Validated recommended tools include: • UK World Health Organization (WHO) growth charts (to chart weight and height accurately in order not to miss problems such as obesity). • Ages and Stages Questionnaire (ASQ) (for general development).
• Schedule of Growing Skills II (SOGS II) (for general development). • Parents' Evaluation of Developmental Status (PEDS) (for general development). • Sure Start Speech and Language Measure or the Communicative Development Inventory (CDI) (for speech and language assessment).
• Social and Communication Questionnaire (SCQ) (autistic spectrum disorders). • The Modified Checklist for Autism in Toddlers (M-CHAT). • Ages and Stages Questionnaire: Social and Emotional (ASQ:SE). • Achenbach Child behaviour checklist. • Brief Infant Toddler Social Emotional Assessment (BITSEA). • Strengths and Difficulties Questionnaire. • HOME inventory (for parenting style observation).
November 2017 - Dr Hayley Willacy recently read up-to-date guidance for first-line and second-line investigations for children with global developmental delay under the age of 5 years []. Global developmental delay (GDD) affects 1%-3% of the population of children under 5 years of age, making it one of the most common conditions presenting in paediatric clinics. Recent evidence shows that genetic testing for all children with unexplained GDD should be first line, if a cause is not already established. Free Download Kamus Inggris Indonesia Untuk Hp Samsung. This review demonstrates that all patients, irrespective of severity of GDD, should have investigations for treatable conditions. The number of treatable conditions discovered this way is higher than previously thought and investigations for these metabolic conditions should be considered as first line. Additional second-line investigations can be led by history, examination and developmental trajectory.

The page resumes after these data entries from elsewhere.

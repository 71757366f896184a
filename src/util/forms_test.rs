use super::*;

fn valid_cycle_count() -> CycleCountForm {
    CycleCountForm {
        room_id: Some(2),
        serial_num: "SN-100".to_owned(),
        item_name: "Saline 500ml".to_owned(),
        quantity: "4".to_owned(),
        expiry_date: "2026-09-01".to_owned(),
    }
}

fn valid_add_item() -> AddItemForm {
    AddItemForm {
        room_id: Some(1),
        serial_num: "SN-200".to_owned(),
        item_name: "Gauze".to_owned(),
        quantity: "10".to_owned(),
        uom: "box".to_owned(),
        par: "5".to_owned(),
        expiry_date: "2027-01-01".to_owned(),
    }
}

// =============================================================
// CycleCountForm
// =============================================================

#[test]
fn cycle_count_valid_form_passes() {
    assert!(valid_cycle_count().validate().is_empty());
}

#[test]
fn cycle_count_requires_room() {
    let mut form = valid_cycle_count();
    form.room_id = None;
    let errors = form.validate();
    assert!(message_for(&errors, "room_select").is_some());
}

#[test]
fn cycle_count_rejects_room_zero() {
    let mut form = valid_cycle_count();
    form.room_id = Some(0);
    assert!(message_for(&form.validate(), "room_select").is_some());
}

#[test]
fn cycle_count_requires_serial() {
    let mut form = valid_cycle_count();
    form.serial_num = "   ".to_owned();
    let errors = form.validate();
    assert_eq!(
        message_for(&errors, "serial_num"),
        Some("Serial number cannot be blank")
    );
}

#[test]
fn cycle_count_quantity_must_be_at_least_one() {
    let mut form = valid_cycle_count();
    form.quantity = "0".to_owned();
    assert!(message_for(&form.validate(), "quantity").is_some());

    form.quantity = "abc".to_owned();
    assert!(message_for(&form.validate(), "quantity").is_some());

    form.quantity = String::new();
    assert!(message_for(&form.validate(), "quantity").is_some());
}

#[test]
fn cycle_count_requires_parseable_expiry() {
    let mut form = valid_cycle_count();
    form.expiry_date = "soon".to_owned();
    assert!(message_for(&form.validate(), "expiry_date").is_some());
}

#[test]
fn cycle_count_exposes_coerced_values() {
    let form = valid_cycle_count();
    assert_eq!(form.quantity_value(), Some(4));
    assert!(form.expiry_value().is_some());
}

#[test]
fn cycle_count_collects_all_errors() {
    let form = CycleCountForm::default();
    let errors = form.validate();
    assert_eq!(errors.len(), 5);
}

// =============================================================
// AddItemForm
// =============================================================

#[test]
fn add_item_valid_form_passes() {
    assert!(valid_add_item().validate().is_empty());
}

#[test]
fn add_item_requires_uom() {
    let mut form = valid_add_item();
    form.uom = String::new();
    assert_eq!(
        message_for(&form.validate(), "uom"),
        Some("UOM cannot be blank")
    );
}

#[test]
fn add_item_par_must_be_at_least_one() {
    let mut form = valid_add_item();
    form.par = "0".to_owned();
    assert!(message_for(&form.validate(), "par").is_some());
}

#[test]
fn add_item_exposes_coerced_values() {
    let form = valid_add_item();
    assert_eq!(form.quantity_value(), Some(10));
    assert_eq!(form.par_value(), Some(5));
}

// =============================================================
// DeleteItemForm
// =============================================================

#[test]
fn delete_item_requires_mode() {
    let form = DeleteItemForm {
        room_id: Some(1),
        serial_num: "SN-1".to_owned(),
        ..DeleteItemForm::default()
    };
    assert_eq!(
        message_for(&form.validate(), "mode"),
        Some("You need to select a transaction type.")
    );
}

#[test]
fn delete_item_valid_form_passes() {
    let form = DeleteItemForm {
        mode: Some(DeleteMode::RoomItem),
        room_id: Some(3),
        serial_num: "SN-1".to_owned(),
        ..DeleteItemForm::default()
    };
    assert!(form.validate().is_empty());
}

#[test]
fn delete_item_reset_clears_prefilled_fields() {
    let mut form = DeleteItemForm {
        mode: Some(DeleteMode::Everywhere),
        room_id: Some(3),
        serial_num: "SN-1".to_owned(),
        item_name: "Gauze".to_owned(),
        quantity: "2".to_owned(),
        expiry_date: "2026-01-01".to_owned(),
    };
    form.reset_details();
    assert!(form.serial_num.is_empty());
    assert!(form.item_name.is_empty());
    assert!(form.quantity.is_empty());
    assert!(form.expiry_date.is_empty());
    // Mode and room survive the reset.
    assert_eq!(form.mode, Some(DeleteMode::Everywhere));
    assert_eq!(form.room_id, Some(3));
}

// =============================================================
// message_for
// =============================================================

#[test]
fn message_for_missing_field_is_none() {
    let errors = valid_cycle_count().validate();
    assert_eq!(message_for(&errors, "quantity"), None);
}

•; e-Learning for Health Care •; Dept of Health •; Dept of Health •; GOV.UK, Updated 12 Nov 2015 •; NI GOV.UK •; NHS Scotland •; ISD Scotland/NHS Scotland •; Welsh Government •; Dept of Health, 2009 •; Developmental assessment of children. 2013 Jan 15346:e8687. Doi: 10.1136/bmj.e8687. • • •; GOV.UK, 29 July 2014 •; GOV.UK, August 2016 •; Current evidence-based recommendations on investigating children with global developmental delay. Arch Dis Child. 2017 Nov102(11):1071-1076. Doi: 10.1136/archdischild-2016-311271.
• Last Checked 02 December 2016 • Next Review 01 December 2021 • Document ID 29339 (v1) • Author • Peer reviewer Dr Hayley Willacy Disclaimer: This article is for information only and should not be used for the diagnosis or treatment of medical conditions. Patient Platform Limited has used all reasonable care in compiling the information but make no warranty as to its accuracy.